### TASK INSTRUCTIONS:
Look for the string "types" in the listing below, then copy every line that has it.

### INFORMATION SHOWN:
*-*-*

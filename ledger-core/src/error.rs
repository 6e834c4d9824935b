//! Error types for the ledger

use crate::types::{Currency, GroupId, SettlementId};
use thiserror::Error;

/// Result type for ledger operations
pub type Result<T> = std::result::Result<T, Error>;

/// Ledger errors
#[derive(Error, Debug, Clone, PartialEq)]
pub enum Error {
    /// Currency code is not a three-letter uppercase ISO 4217 code
    #[error("Invalid currency code: {0:?}")]
    InvalidCurrency(String),

    /// Facts of different currencies were netted together
    #[error("Currency mismatch: expected {expected}, found {found}")]
    CurrencyMismatch {
        /// Currency being netted
        expected: Currency,
        /// Currency of the offending fact
        found: Currency,
    },

    /// Netted balances do not sum to zero
    #[error("Unbalanced ledger for {currency}: balances sum to {residual}")]
    UnbalancedLedger {
        /// Currency of the balance map
        currency: Currency,
        /// Σ of all balances (should be zero), widened so it cannot wrap
        residual: i128,
    },

    /// Expense cannot be split as described
    #[error("Invalid expense: {0}")]
    InvalidExpense(String),

    /// Arithmetic overflow on minor units
    #[error("Overflow in {0}")]
    Overflow(String),

    /// Settlement id already stored
    #[error("Settlement already exists: {0}")]
    DuplicateSettlement(SettlementId),

    /// Group unknown to the ledger source
    #[error("Group not found: {0}")]
    GroupNotFound(GroupId),

    /// Persistence backend failure
    #[error("Storage error: {0}")]
    Storage(String),

    /// Generic error
    #[error("{0}")]
    Other(String),
}

impl From<String> for Error {
    fn from(msg: String) -> Self {
        Error::Other(msg)
    }
}

impl From<&str> for Error {
    fn from(msg: &str) -> Self {
        Error::Other(msg.to_string())
    }
}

*-*-*

### TASK OUTPUT:
//! Error types for the ledger
use crate::types::{Currency, GroupId, SettlementId};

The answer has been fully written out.